Eluned is believed to have been one of the twenty-four daughters of King Brychan of Brycheiniog, a sub-Roman monarch, who had embraced the new faith of Christianity. Eluned became a Christian at a young age, but was pursued by a pagan prince. She spurned his advances and, like many women of her time, she ran away to keep from being forced into the relationship. She traveled to Llanddew where she was ousted by the locals, and then to Llanfilo. Here again, she was ousted by the inhabitants, on the pretext of thievery. She then travelled to Llechfaen (now Llechen), where she was again thrown out of the community. She would not find peace until her arrival at Slwch Tump, where the local lord gave her protection. However, Eluned's pursuer found her. When she ran from him, he chased her down the hill and beheaded her. Her head rolled down the hill and hit a stone. In that spot, a spring arose.

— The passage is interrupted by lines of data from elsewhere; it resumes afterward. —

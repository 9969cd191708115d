use std::collections::HashMap;
use std::net::SocketAddr;

use axum::{
    RequestPartsExt,
    extract::{ConnectInfo, FromRequestParts, Path, Query},
    response::{IntoResponse, Response},
};
use http::{StatusCode, request::Parts};

use auth_session::{ClientConnection, HeaderCookieJar, Realm, RequestContext};

use super::error::IntoResponseError;
use super::state::AuthSessionState;

/// Per-request inputs of the session operations, taken from the path's
/// `{realm}`, the peer address, the `Cookie` headers and the query string.
///
/// Cookies queued while handling the request are written out by
/// [`AuthSessionRequest::respond`].
#[derive(Debug)]
pub struct AuthSessionRequest {
    pub realm: Realm,
    pub connection: ClientConnection,
    pub jar: HeaderCookieJar,
    pub query: HashMap<String, String>,
}

impl AuthSessionRequest {
    pub fn context(&mut self) -> RequestContext<'_> {
        RequestContext::new(&self.realm, self.connection, &mut self.jar)
            .with_query(self.query.clone())
    }

    pub fn query_param(&self, name: &str) -> Option<&str> {
        self.query.get(name).map(String::as_str)
    }

    /// Attach the queued `Set-Cookie` headers to `body`'s response.
    pub fn respond(self, body: impl IntoResponse) -> Result<Response, (StatusCode, String)> {
        let headers = self.jar.into_response_headers().into_response_error()?;
        let mut response = body.into_response();
        for (name, value) in headers.iter() {
            response.headers_mut().append(name, value.clone());
        }
        Ok(response)
    }
}

impl FromRequestParts<AuthSessionState> for AuthSessionRequest {
    type Rejection = (StatusCode, String);

    async fn from_request_parts(
        parts: &mut Parts,
        state: &AuthSessionState,
    ) -> Result<Self, Self::Rejection> {
        let Path(params) = parts
            .extract::<Path<HashMap<String, String>>>()
            .await
            .map_err(|e| (StatusCode::BAD_REQUEST, e.to_string()))?;

        let realm_name = params
            .get("realm")
            .ok_or((StatusCode::BAD_REQUEST, "Missing realm".to_string()))?;
        let realm = state.realm(realm_name).cloned().ok_or_else(|| {
            tracing::debug!("Unknown realm: {}", realm_name);
            (StatusCode::NOT_FOUND, format!("Realm not found: {realm_name}"))
        })?;

        let connection = ClientConnection::new(
            parts
                .extensions
                .get::<ConnectInfo<SocketAddr>>()
                .map(|ConnectInfo(addr)| addr.ip()),
        );

        let Query(query) = Query::<HashMap<String, String>>::try_from_uri(&parts.uri)
            .map_err(|e| (StatusCode::BAD_REQUEST, e.to_string()))?;

        Ok(Self {
            realm,
            connection,
            jar: HeaderCookieJar::from_headers(&parts.headers),
            query,
        })
    }
}
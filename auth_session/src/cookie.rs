//! Cookie transport
//!
//! [`CookieStore`] is the seam between the session layer and whatever carries
//! cookies for the current request. [`HeaderCookieJar`] implements it over
//! plain `http` headers.

use cookie::Cookie;
use cookie::time::{Duration, OffsetDateTime};
use headers::HeaderMapExt;
use http::header::{HeaderMap, HeaderValue, SET_COOKIE};

use crate::utils::UtilError;

pub use cookie::SameSite;

/// A cookie to be sent back with the response.
///
/// `max_age: None` produces a browser-session cookie.
#[derive(Debug, Clone, PartialEq, Eq)]
pub struct SetCookie {
    pub name: String,
    pub value: String,
    pub path: Option<String>,
    pub domain: Option<String>,
    pub max_age: Option<i64>,
    pub secure: bool,
    pub http_only: bool,
    pub same_site: Option<SameSite>,
}

impl SetCookie {
    pub fn new(name: impl Into<String>, value: impl Into<String>) -> Self {
        Self {
            name: name.into(),
            value: value.into(),
            path: None,
            domain: None,
            max_age: None,
            secure: false,
            http_only: false,
            same_site: None,
        }
    }

    pub fn path(mut self, path: impl Into<String>) -> Self {
        self.path = Some(path.into());
        self
    }

    pub fn max_age(mut self, seconds: i64) -> Self {
        self.max_age = Some(seconds);
        self
    }

    pub fn secure(mut self, secure: bool) -> Self {
        self.secure = secure;
        self
    }

    pub fn http_only(mut self, http_only: bool) -> Self {
        self.http_only = http_only;
        self
    }

    pub fn same_site(mut self, same_site: SameSite) -> Self {
        self.same_site = Some(same_site);
        self
    }

    pub fn is_expired(&self) -> bool {
        matches!(self.max_age, Some(age) if age <= 0)
    }

    fn to_cookie(&self) -> Cookie<'static> {
        let mut builder = Cookie::build((self.name.clone(), self.value.clone()))
            .secure(self.secure)
            .http_only(self.http_only);
        if let Some(path) = &self.path {
            builder = builder.path(path.clone());
        }
        if let Some(domain) = &self.domain {
            builder = builder.domain(domain.clone());
        }
        if let Some(max_age) = self.max_age {
            builder = builder.max_age(Duration::seconds(max_age));
            if max_age <= 0 {
                builder = builder.expires(OffsetDateTime::UNIX_EPOCH);
            }
        }
        if let Some(same_site) = self.same_site {
            builder = builder.same_site(same_site);
        }
        builder.build()
    }

    /// Render as a `Set-Cookie` header value, percent-encoding name and value.
    pub fn to_header_value(&self) -> String {
        self.to_cookie().encoded().to_string()
    }
}

/// Read and write named cookies for one request/response pair.
pub trait CookieStore: Send {
    /// All distinct values sent under `name`, in the order the client sent them.
    fn get_cookie_values(&self, name: &str) -> Vec<String>;

    fn get_cookie_value(&self, name: &str) -> Option<String> {
        self.get_cookie_values(name).into_iter().next()
    }

    fn add_cookie(&mut self, cookie: SetCookie);

    fn expire_cookie(&mut self, name: &str, path: &str) {
        self.add_cookie(SetCookie::new(name, "").path(path).max_age(0));
    }
}

/// [`CookieStore`] over request headers, collecting `Set-Cookie` output.
#[derive(Debug, Clone, Default)]
pub struct HeaderCookieJar {
    incoming: Vec<(String, String)>,
    outgoing: Vec<SetCookie>,
}

impl HeaderCookieJar {
    /// Collect every pair from every `Cookie` header, keeping client order.
    pub fn from_headers(headers: &HeaderMap) -> Self {
        let incoming = headers
            .typed_get::<headers::Cookie>()
            .map(|cookie| {
                cookie
                    .iter()
                    .map(|(name, value)| (name.to_string(), value.to_string()))
                    .collect()
            })
            .unwrap_or_default();

        Self {
            incoming,
            outgoing: Vec::new(),
        }
    }

    pub fn set_cookies(&self) -> &[SetCookie] {
        &self.outgoing
    }

    /// The most recent cookie queued under `name`, if any.
    pub fn last_set_cookie(&self, name: &str) -> Option<&SetCookie> {
        self.outgoing.iter().rev().find(|cookie| cookie.name == name)
    }

    pub fn into_response_headers(self) -> Result<HeaderMap, UtilError> {
        let mut headers = HeaderMap::new();
        for cookie in &self.outgoing {
            let value = HeaderValue::from_str(&cookie.to_header_value())
                .map_err(|_| UtilError::Cookie(format!("Invalid cookie value for {}", cookie.name)))?;
            headers.append(SET_COOKIE, value);
        }
        Ok(headers)
    }
}

impl CookieStore for HeaderCookieJar {
    fn get_cookie_values(&self, name: &str) -> Vec<String> {
        let mut values: Vec<String> = Vec::new();
        for (cookie_name, value) in &self.incoming {
            if cookie_name == name && !values.contains(value) {
                values.push(value.clone());
            }
        }
        values
    }

    fn add_cookie(&mut self, cookie: SetCookie) {
        tracing::trace!(cookie = %cookie.name, "Queueing Set-Cookie");
        self.outgoing.push(cookie);
    }
}
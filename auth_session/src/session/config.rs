use std::env;
use std::sync::LazyLock;

/// Name of the cookie carrying the (possibly route-encoded) root session id.
pub static AUTH_SESSION_COOKIE_NAME: LazyLock<String> = LazyLock::new(|| {
    env::var("AUTH_SESSION_COOKIE_NAME")
        .ok()
        .unwrap_or("AUTH_SESSION_ID".to_string())
});

/// At most this many same-named session cookies are looked at per request.
pub const AUTH_SESSION_COOKIE_LIMIT: usize = 3;

pub static AUTH_RESTART_COOKIE_NAME: LazyLock<String> = LazyLock::new(|| {
    env::var("AUTH_RESTART_COOKIE_NAME")
        .ok()
        .unwrap_or("AUTH_RESTART".to_string())
});

/// Script-readable cookie telling sibling tabs that authentication finished.
pub static AUTH_STATE_COOKIE_NAME: LazyLock<String> = LazyLock::new(|| {
    env::var("AUTH_STATE_COOKIE_NAME")
        .ok()
        .unwrap_or("AUTH_STATE".to_string())
});

pub static STATE_CHECKER_COOKIE_NAME: LazyLock<String> = LazyLock::new(|| {
    env::var("STATE_CHECKER_COOKIE_NAME")
        .ok()
        .unwrap_or("AUTH_STATE_CHECKER".to_string())
});

/// Query parameter a detached page carries back to prove it was not altered.
pub const STATE_CHECKER_PARAM: &str = "state_checker";

/// This node's sticky-session route. Unset or empty means no suffix.
pub static AUTH_SESSION_ROUTE: LazyLock<Option<String>> = LazyLock::new(|| {
    env::var("AUTH_SESSION_ROUTE")
        .ok()
        .filter(|route| !route.is_empty())
});

pub(crate) static AUTH_SERVER_SECRET: LazyLock<Vec<u8>> =
    LazyLock::new(|| match env::var("AUTH_SERVER_SECRET") {
        Ok(secret) => secret.into_bytes(),
        Err(_) => {
            tracing::warn!("AUTH_SERVER_SECRET is not set, using an insecure default");
            "default_secret_key_change_in_production"
                .to_string()
                .into_bytes()
        }
    });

According to the Catholic Encyclopedia[1] she is "the Luned of the "Mabinogion" (Lady Guest, I, 113-14, II, 164) and the Lynette of Tennyson's "Gareth and Lynette"."

Veneration

When the Normans arrived in Brecknockshire in the 11th century, the well at Slwch was associated with healing and other miracles. Like so many other such sites, Eluned's well and chapel were destroyed during the Reformation. Welsh historian, Hugh Thomas in his essay on the history of Brecknockshire (1698), speaks of the chapel, in his time, as:

standing, though unroofed and useless; the people thereabouts call it St. Tayled. It was situated on an eminence, about a mile to the eastward of Brecknock, and about half a mile from a farm-house, formerly the mansion and residence of the Aubreys, lords of the manor of Slwch, which lordship was bestowed upon Sir Reginald Awbrey by Bernard Newmarche, in the reign of William Rufus. Some small vestiges of this building may still be traced, and an aged yew tree, with a well at its foot, marks the site near which the chapel formerly stood.

Her feast day is August 1, which was also the date a pagan harvest festival was celebrated.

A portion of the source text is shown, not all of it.